● Work to complete:
An exact transcription of the lines below, from the first through the one containing "pub const CONFIG_FILE: &str", is the only output wanted.

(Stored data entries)
*** Block opens ***

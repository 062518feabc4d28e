// This Source Code Form is subject to the terms of the Mozilla Public
// License, v. 2.0. If a copy of the MPL was not distributed with this
// file, You can obtain one at https://mozilla.org/MPL/2.0/.

use std::path::{Path, PathBuf};
use std::time::Duration;

use directories::ProjectDirs;
use serde::{Deserialize, Serialize};
use tracing::debug;

use crate::error::ConfigError;
use crate::download::DEFAULT_CACHE_TIMEOUT;
use crate::feed::{DEFAULT_FETCH_TIMEOUT, DEFAULT_RELAYS};
use crate::playback::{DEFAULT_SAVE_INTERVAL, DEFAULT_SKIP_STEP};
use crate::store::DATABASE_FILE;

/// Name of the optional settings file inside the data directory
pub const CONFIG_FILE: &str = "config.json";

/// Subdirectory of the data directory holding cached audio
pub const AUDIO_DIR: &str = "audio";

const GIB: u64 = 1024 * 1024 * 1024;

/// Runtime settings. Every field has a default, so a partial or missing
/// `config.json` is fine.
#[derive(Debug, Clone, PartialEq, Serialize, Deserialize)]
#[serde(default)]
pub struct Config {
    /// Where the database and audio cache live. Chosen on the command line
    /// or by platform convention, never read from the file itself.
    #[serde(skip)]
    pub data_dir: PathBuf,
    /// Relay prefixes tried after a direct request fails
    pub relays: Vec<String>,
    pub fetch_timeout_secs: u64,
    /// How long to wait for the cache worker before downloading directly
    pub cache_timeout_secs: u64,
    pub use_cache_worker: bool,
    /// `None` disables the quota check
    pub storage_quota_bytes: Option<u64>,
    /// Two-letter store country preferred by directory search
    pub search_country: Option<String>,
    /// How often the player saves the listening position
    pub progress_save_interval_secs: u64,
    /// Step of the player's skip forward and back
    pub skip_seconds: u64,
    pub log_level: String,
}

impl Default for Config {
    fn default() -> Self {
        Self {
            data_dir: default_data_dir().unwrap_or_else(|_| PathBuf::from(".ownpod")),
            relays: DEFAULT_RELAYS.iter().map(|r| r.to_string()).collect(),
            fetch_timeout_secs: DEFAULT_FETCH_TIMEOUT.as_secs(),
            cache_timeout_secs: DEFAULT_CACHE_TIMEOUT.as_secs(),
            use_cache_worker: true,
            storage_quota_bytes: Some(2 * GIB),
            search_country: None,
            progress_save_interval_secs: DEFAULT_SAVE_INTERVAL.as_secs(),
            skip_seconds: DEFAULT_SKIP_STEP.as_secs(),
            log_level: "info".to_string(),
        }
    }
}

impl Config {
    /// Load `config.json` from `data_dir` (or the platform data directory),
    /// falling back to defaults when the file does not exist
    pub fn load(data_dir: Option<&Path>) -> Result<Self, ConfigError> {
        let data_dir = match data_dir {
            Some(dir) => dir.to_path_buf(),
            None => default_data_dir()?,
        };
        let path = data_dir.join(CONFIG_FILE);

        let mut config = match std::fs::read_to_string(&path) {
            Ok(text) => {
                debug!(path = %path.display(), "Loaded config file");
                serde_json::from_str::<Config>(&text).map_err(|e| ConfigError::ParseFailed {
                    path: path.clone(),
                    source: e,
                })?
            }
            Err(e) if e.kind() == std::io::ErrorKind::NotFound => Config::default(),
            Err(e) => return Err(ConfigError::ReadFailed { path, source: e }),
        };

        config.data_dir = data_dir;
        Ok(config)
    }

    pub fn config_path(&self) -> PathBuf {
        self.data_dir.join(CONFIG_FILE)
    }

    pub fn database_path(&self) -> PathBuf {
        self.data_dir.join(DATABASE_FILE)
    }

    pub fn audio_dir(&self) -> PathBuf {
        self.data_dir.join(AUDIO_DIR)
    }

    pub fn fetch_timeout(&self) -> Duration {
        Duration::from_secs(self.fetch_timeout_secs)
    }

    pub fn cache_timeout(&self) -> Duration {
        Duration::from_secs(self.cache_timeout_secs)
    }

    pub fn progress_save_interval(&self) -> Duration {
        Duration::from_secs(self.progress_save_interval_secs)
    }

    pub fn skip_step(&self) -> Duration {
        Duration::from_secs(self.skip_seconds)
    }
}

/// Platform data directory, e.g. `~/.local/share/ownpod` on Linux
pub fn default_data_dir() -> Result<PathBuf, ConfigError> {
    ProjectDirs::from("org", "ownpod", "ownpod")
        .map(|dirs| dirs.data_dir().to_path_buf())
        .ok_or(ConfigError::NoDataDir)
}

#[cfg(test)]
mod tests {
    use super::*;
    use tempfile::tempdir;

    #[test]
    fn defaults_match_documented_values() {
        let config = Config::default();
        assert_eq!(config.relays.len(), 3);
        assert_eq!(config.fetch_timeout(), Duration::from_secs(30));
        assert_eq!(config.cache_timeout(), Duration::from_secs(300));
        assert!(config.use_cache_worker);
        assert_eq!(config.storage_quota_bytes, Some(2 * GIB));
        assert_eq!(config.search_country, None);
        assert_eq!(config.progress_save_interval(), Duration::from_secs(10));
        assert_eq!(config.skip_step(), Duration::from_secs(30));
        assert_eq!(config.log_level, "info");
    }

    #[test]
    fn missing_file_yields_defaults_in_given_dir() {
        let dir = tempdir().unwrap();
        let config = Config::load(Some(dir.path())).unwrap();

        assert_eq!(config.data_dir, dir.path());
        assert_eq!(config.database_path(), dir.path().join("ownpod.sqlite3"));
        assert_eq!(config.audio_dir(), dir.path().join("audio"));
        assert_eq!(config.fetch_timeout_secs, 30);
    }

    #[test]
    fn partial_file_overrides_only_given_fields() {
        let dir = tempdir().unwrap();
        std::fs::write(
            dir.path().join(CONFIG_FILE),
            r#"{ "search_country": "DE", "skip_seconds": 15, "relays": [] }"#,
        )
        .unwrap();

        let config = Config::load(Some(dir.path())).unwrap();

        assert_eq!(config.search_country.as_deref(), Some("DE"));
        assert_eq!(config.skip_seconds, 15);
        assert!(config.relays.is_empty());
        assert_eq!(config.cache_timeout_secs, 300);
        assert_eq!(config.data_dir, dir.path());
    }

    #[test]
    fn malformed_file_is_reported() {
        let dir = tempdir().unwrap();
        std::fs::write(dir.path().join(CONFIG_FILE), "{ not json").unwrap();

        assert!(matches!(
            Config::load(Some(dir.path())),
            Err(ConfigError::ParseFailed { .. })
        ));
    }
}
//! SQLite-backed persistence for podcasts, episodes, downloads and
//! playback progress.
//!
//! A single connection sits behind a mutex. Every operation takes the lock,
//! runs to completion and releases it, so callers never hold it across an
//! await point. Multi-row writes run inside one transaction.

mod downloads;
mod episodes;
mod models;
mod playback;
mod podcasts;
mod schema;

use std::path::{Path, PathBuf};
use std::sync::Mutex;

use chrono::{DateTime, TimeZone, Utc};
use rusqlite::{Connection, ffi};
use tracing::debug;

use crate::error::StoreError;

pub use models::{
    Download, DownloadStatus, DownloadUpdate, Episode, EpisodeId, NewEpisode, NewPodcast,
    Podcast, PodcastId, PodcastUpdate, Progress,
};

/// File name of the database inside the data directory
pub const DATABASE_FILE: &str = "ownpod.sqlite3";

pub struct Store {
    conn: Mutex<Connection>,
    path: Option<PathBuf>,
}

impl Store {
    /// Open (creating if needed) the database at `path` and migrate it
    pub fn open(path: &Path) -> Result<Self, StoreError> {
        if let Some(parent) = path.parent() {
            // A missing parent surfaces as an open error below
            let _ = std::fs::create_dir_all(parent);
        }

        let conn = Connection::open(path).map_err(|e| StoreError::Open {
            path: path.to_path_buf(),
            source: e,
        })?;
        conn.pragma_update_and_check(None, "journal_mode", "WAL", |row| row.get::<_, String>(0))
            .map_err(StoreError::Migration)?;
        conn.pragma_update(None, "synchronous", "NORMAL")
            .map_err(StoreError::Migration)?;

        debug!(path = %path.display(), "Opened database");
        Self::init(conn, Some(path.to_path_buf()))
    }

    /// A private database that disappears when dropped
    pub fn open_in_memory() -> Result<Self, StoreError> {
        let conn = Connection::open_in_memory().map_err(|e| StoreError::Open {
            path: PathBuf::from(":memory:"),
            source: e,
        })?;
        Self::init(conn, None)
    }

    fn init(conn: Connection, path: Option<PathBuf>) -> Result<Self, StoreError> {
        conn.pragma_update(None, "foreign_keys", "ON")
            .map_err(StoreError::Migration)?;
        schema::migrate(&conn)?;
        Ok(Self {
            conn: Mutex::new(conn),
            path,
        })
    }

    /// Database file, if the store is file-backed
    pub fn path(&self) -> Option<&Path> {
        self.path.as_deref()
    }

    /// Bytes used by the database file and its write-ahead log
    pub fn size_on_disk(&self) -> u64 {
        let Some(path) = &self.path else {
            return 0;
        };
        let mut wal = path.clone().into_os_string();
        wal.push("-wal");

        [path.clone(), PathBuf::from(wal)]
            .iter()
            .filter_map(|p| std::fs::metadata(p).ok())
            .map(|m| m.len())
            .sum()
    }

    fn with_conn<T>(
        &self,
        f: impl FnOnce(&mut Connection) -> Result<T, StoreError>,
    ) -> Result<T, StoreError> {
        let mut conn = self.conn.lock().map_err(|_| StoreError::Poisoned)?;
        f(&mut conn)
    }
}

fn to_millis(date: DateTime<Utc>) -> i64 {
    date.timestamp_millis()
}

fn from_millis(millis: i64) -> DateTime<Utc> {
    Utc.timestamp_millis_opt(millis).single().unwrap_or_default()
}

fn extended_code(err: &rusqlite::Error) -> Option<i32> {
    err.sqlite_error().map(|e| e.extended_code)
}

/// Unique or primary-key violation
fn is_unique_violation(err: &rusqlite::Error) -> bool {
    matches!(
        extended_code(err),
        Some(ffi::SQLITE_CONSTRAINT_UNIQUE | ffi::SQLITE_CONSTRAINT_PRIMARYKEY)
    )
}

fn is_foreign_key_violation(err: &rusqlite::Error) -> bool {
    extended_code(err) == Some(ffi::SQLITE_CONSTRAINT_FOREIGNKEY)
}

#[cfg(test)]
pub(crate) mod fixtures {
    use chrono::{TimeZone, Utc};

    use super::*;

    pub fn store() -> Store {
        Store::open_in_memory().unwrap()
    }

    pub fn podcast(store: &Store, feed_url: &str) -> Podcast {
        store
            .add_podcast(&NewPodcast {
                title: format!("Podcast at {feed_url}"),
                description: String::new(),
                feed_url: feed_url.to_string(),
                image_url: None,
                author: "Unknown".to_string(),
                link: String::new(),
            })
            .unwrap()
    }

    /// Episode published on day `day` of January 2024
    pub fn new_episode(podcast_id: PodcastId, guid: &str, day: u32) -> NewEpisode {
        NewEpisode {
            podcast_id,
            guid: guid.to_string(),
            title: format!("Episode {guid}"),
            description: String::new(),
            audio_url: format!("https://example.com/{guid}.mp3"),
            duration: 0,
            pub_date: Utc.with_ymd_and_hms(2024, 1, day, 12, 0, 0).unwrap(),
            image_url: None,
        }
    }

    pub fn episode(store: &Store, podcast_id: PodcastId, guid: &str, day: u32) -> Episode {
        store.add_episode(&new_episode(podcast_id, guid, day)).unwrap()
    }
}

#[cfg(test)]
mod tests {
    use super::*;

    #[test]
    fn file_backed_store_persists_across_reopen() {
        let dir = tempfile::tempdir().unwrap();
        let path = dir.path().join("nested").join(DATABASE_FILE);

        {
            let store = Store::open(&path).unwrap();
            fixtures::podcast(&store, "https://example.com/feed.xml");
        }

        let store = Store::open(&path).unwrap();
        assert_eq!(store.get_all_podcasts().unwrap().len(), 1);
        assert_eq!(store.path(), Some(path.as_path()));
        assert!(store.size_on_disk() > 0);
    }

    #[test]
    fn millis_conversion_keeps_precision() {
        let date = Utc.timestamp_millis_opt(1_704_110_400_123).unwrap();
        assert_eq!(from_millis(to_millis(date)), date);
    }
}
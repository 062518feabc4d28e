// This Source Code Form is subject to the terms of the Mozilla Public
// License, v. 2.0. If a copy of the MPL was not distributed with this
// file, You can obtain one at https://mozilla.org/MPL/2.0/.

use rusqlite::Connection;
use tracing::info;

use crate::error::StoreError;

/// Bump when adding a migration step
const SCHEMA_VERSION: i64 = 1;

const SCHEMA_V1: &str = r#"
CREATE TABLE IF NOT EXISTS podcasts (
    id            INTEGER PRIMARY KEY AUTOINCREMENT,
    title         TEXT    NOT NULL,
    description   TEXT    NOT NULL DEFAULT '',
    feed_url      TEXT    NOT NULL UNIQUE,
    image_url     TEXT,
    author        TEXT    NOT NULL DEFAULT '',
    link          TEXT    NOT NULL DEFAULT '',
    added_date    INTEGER NOT NULL,
    last_updated  INTEGER NOT NULL
);
CREATE INDEX IF NOT EXISTS idx_podcasts_title ON podcasts(title);

CREATE TABLE IF NOT EXISTS episodes (
    id            INTEGER PRIMARY KEY AUTOINCREMENT,
    podcast_id    INTEGER NOT NULL REFERENCES podcasts(id),
    guid          TEXT    NOT NULL UNIQUE,
    title         TEXT    NOT NULL,
    description   TEXT    NOT NULL DEFAULT '',
    audio_url     TEXT    NOT NULL DEFAULT '',
    duration      INTEGER NOT NULL DEFAULT 0,
    pub_date      INTEGER NOT NULL,
    image_url     TEXT,
    added_date    INTEGER NOT NULL
);
CREATE INDEX IF NOT EXISTS idx_episodes_podcast_id ON episodes(podcast_id);
CREATE INDEX IF NOT EXISTS idx_episodes_pub_date ON episodes(pub_date);

CREATE TABLE IF NOT EXISTS downloads (
    episode_id      INTEGER PRIMARY KEY REFERENCES episodes(id),
    audio_url       TEXT    NOT NULL,
    status          TEXT    NOT NULL,
    progress        INTEGER NOT NULL DEFAULT 0,
    downloaded_date INTEGER NOT NULL,
    error           TEXT,
    local_path      TEXT
);
CREATE INDEX IF NOT EXISTS idx_downloads_status ON downloads(status);

CREATE TABLE IF NOT EXISTS progress (
    episode_id    INTEGER PRIMARY KEY REFERENCES episodes(id),
    position      REAL    NOT NULL,
    duration      REAL    NOT NULL,
    last_played   INTEGER NOT NULL
);
CREATE INDEX IF NOT EXISTS idx_progress_last_played ON progress(last_played);
"#;

/// Bring the schema up to date
pub fn migrate(conn: &Connection) -> Result<(), StoreError> {
    let version: i64 = conn
        .pragma_query_value(None, "user_version", |row| row.get(0))
        .map_err(StoreError::Migration)?;

    if version >= SCHEMA_VERSION {
        return Ok(());
    }

    conn.execute_batch(SCHEMA_V1)
        .map_err(StoreError::Migration)?;
    conn.pragma_update(None, "user_version", SCHEMA_VERSION)
        .map_err(StoreError::Migration)?;

    info!(from = version, to = SCHEMA_VERSION, "Database schema migrated");
    Ok(())
}
// This Source Code Form is subject to the terms of the Mozilla Public
// License, v. 2.0. If a copy of the MPL was not distributed with this
// file, You can obtain one at https://mozilla.org/MPL/2.0/.

use std::io;
use std::path::{Path, PathBuf};

use sha2::{Digest, Sha256};
use tempfile::NamedTempFile;
use tracing::{debug, info, warn};
use url::Url;

use crate::error::QuotaError;

/// Suffix of files still being written
const PARTIAL_SUFFIX: &str = ".partial";

/// On-disk audio cache. Each file is named by the SHA-256 of the URL it was
/// fetched from, so the same URL always maps to the same file.
#[derive(Debug, Clone)]
pub struct BlobStore {
    dir: PathBuf,
    quota: Option<u64>,
}

impl BlobStore {
    /// Open the cache directory, creating it if needed and removing
    /// `.partial` files left behind by interrupted transfers
    pub fn open(dir: impl Into<PathBuf>) -> io::Result<Self> {
        let dir = dir.into();
        std::fs::create_dir_all(&dir)?;

        let store = Self { dir, quota: None };
        let cleaned = store.remove_partials()?;
        if cleaned > 0 {
            info!(count = cleaned, dir = %store.dir.display(), "Removed interrupted downloads");
        }
        Ok(store)
    }

    /// Refuse transfers that would push usage past `quota` bytes
    pub fn with_quota(mut self, quota: Option<u64>) -> Self {
        self.quota = quota;
        self
    }

    pub fn dir(&self) -> &Path {
        &self.dir
    }

    pub fn quota(&self) -> Option<u64> {
        self.quota
    }

    /// Final location of the audio for `url`
    pub fn path_for(&self, url: &str) -> PathBuf {
        let digest = Sha256::digest(url.as_bytes());
        let name: String = digest.iter().map(|b| format!("{b:02x}")).collect();
        self.dir.join(format!("{name}.{}", audio_extension(url)))
    }

    /// Create a uniquely named `.partial` file for one transfer of `url`.
    /// It is deleted on drop unless persisted, so concurrent or abandoned
    /// transfers of the same URL never share a file.
    pub fn partial_file(&self, url: &str) -> io::Result<NamedTempFile> {
        let final_path = self.path_for(url);
        let name = final_path
            .file_name()
            .and_then(|n| n.to_str())
            .unwrap_or("audio");
        tempfile::Builder::new()
            .prefix(&format!("{name}."))
            .suffix(PARTIAL_SUFFIX)
            .tempfile_in(&self.dir)
    }

    pub fn contains(&self, url: &str) -> bool {
        self.path_for(url).is_file()
    }

    /// Delete the cached audio for `url`. Returns whether a file was removed.
    pub async fn remove(&self, url: &str) -> io::Result<bool> {
        match tokio::fs::remove_file(self.path_for(url)).await {
            Ok(()) => {
                debug!(url, "Removed cached audio");
                Ok(true)
            }
            Err(e) if e.kind() == io::ErrorKind::NotFound => Ok(false),
            Err(e) => Err(e),
        }
    }

    /// Bytes currently occupied by cached audio
    pub fn usage(&self) -> io::Result<u64> {
        let mut total = 0;
        for entry in std::fs::read_dir(&self.dir)? {
            let metadata = entry?.metadata()?;
            if metadata.is_file() {
                total += metadata.len();
            }
        }
        Ok(total)
    }

    /// Check that `requested` more bytes fit under the quota
    pub fn check_capacity(&self, requested: u64) -> Result<(), QuotaError> {
        let Some(quota) = self.quota else {
            return Ok(());
        };
        let usage = match self.usage() {
            Ok(usage) => usage,
            Err(e) => {
                warn!(error = %e, "Could not measure audio cache, skipping quota check");
                return Ok(());
            }
        };

        if usage.saturating_add(requested) > quota {
            return Err(QuotaError {
                usage,
                quota,
                requested,
            });
        }
        Ok(())
    }

    fn remove_partials(&self) -> io::Result<usize> {
        let mut cleaned = 0;
        for entry in std::fs::read_dir(&self.dir)? {
            let path = entry?.path();
            let is_partial = path
                .file_name()
                .and_then(|n| n.to_str())
                .is_some_and(|n| n.ends_with(PARTIAL_SUFFIX));

            if is_partial && std::fs::remove_file(&path).is_ok() {
                cleaned += 1;
            }
        }
        Ok(cleaned)
    }
}

/// Audio file extension for a URL, taken from its path when recognizable
///
/// Defaults to "mp3"
pub fn audio_extension(url: &str) -> &'static str {
    Url::parse(url)
        .ok()
        .and_then(|url| {
            url.path_segments()
                .and_then(|mut segments| segments.next_back())
                .and_then(|filename| filename.rsplit_once('.'))
                .and_then(|(_, ext)| known_audio_extension(ext))
        })
        .unwrap_or("mp3")
}

fn known_audio_extension(ext: &str) -> Option<&'static str> {
    Some(match ext.to_ascii_lowercase().as_str() {
        "mp3" => "mp3",
        "m4a" => "m4a",
        "mp4" => "mp4",
        "aac" => "aac",
        "ogg" | "oga" => "ogg",
        "opus" => "opus",
        "wav" => "wav",
        "flac" => "flac",
        _ => return None,
    })
}
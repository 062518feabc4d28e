use std::collections::HashMap;
use std::path::PathBuf;
use std::sync::{Arc, Mutex};
use std::time::Duration;

use anyhow::{Context, Result, bail};
use clap::{Parser, Subcommand};
use colored::Colorize;
use console::Emoji;
use indicatif::{MultiProgress, ProgressBar, ProgressStyle};
use serde::Serialize;

use ownpod::progress::{Level, Persistence};
use ownpod::{
    Config, DEFAULT_SEARCH_LIMIT, DownloadStatus, EpisodeId, NoopReporter, PodcastId,
    PodcastManager, ProgressEvent, ProgressReporter, ReqwestClient, SharedProgressReporter,
    init_logging,
};

// Emoji with fallback for terminals without Unicode support
static MICROPHONE: Emoji<'_, '_> = Emoji("🎙️  ", "");
static SEARCH: Emoji<'_, '_> = Emoji("🔍 ", "[~] ");
static HEADPHONES: Emoji<'_, '_> = Emoji("🎧 ", "[i] ");
static DOWNLOAD: Emoji<'_, '_> = Emoji("📥 ", "[v] ");
static SUCCESS: Emoji<'_, '_> = Emoji("✅ ", "[+] ");
static FAILURE: Emoji<'_, '_> = Emoji("❌ ", "[!] ");
static FOLDER: Emoji<'_, '_> = Emoji("📁 ", "");

const CONNECT_TIMEOUT: Duration = Duration::from_secs(10);

/// Subscribe to podcasts and keep episodes available offline
#[derive(Parser, Debug)]
#[command(name = "ownpod")]
#[command(about = "Subscribe to podcasts and keep episodes available offline")]
#[command(version)]
struct Args {
    /// Directory holding the database, audio cache and config.json
    #[arg(long, global = true)]
    data_dir: Option<PathBuf>,

    /// Log level (overridden by RUST_LOG)
    #[arg(long, global = true)]
    log_level: Option<String>,

    /// Download directly instead of through the cache worker
    #[arg(long, global = true)]
    no_cache_worker: bool,

    /// Quiet mode - suppress progress output
    #[arg(short, long, global = true)]
    quiet: bool,

    #[command(subcommand)]
    command: Command,
}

*** Block closes ***

● Reply to the exercise:
repository 062518feabc4d28e
// This Source Code Form is subject to the terms of the Mozilla Public
// License, v. 2.0. If a copy of the MPL was not distributed with this
// file, You can obtain one at https://mozilla.org/MPL/2.0/.

use std::path::{Path, PathBuf};
use std::time::Duration;

use directories::ProjectDirs;
use serde::{Deserialize, Serialize};
use tracing::debug;

use crate::error::ConfigError;
use crate::download::DEFAULT_CACHE_TIMEOUT;
use crate::feed::{DEFAULT_FETCH_TIMEOUT, DEFAULT_RELAYS};
use crate::playback::{DEFAULT_SAVE_INTERVAL, DEFAULT_SKIP_STEP};
use crate::store::DATABASE_FILE;

/// Name of the optional settings file inside the data directory
pub const CONFIG_FILE: &str = "config.json";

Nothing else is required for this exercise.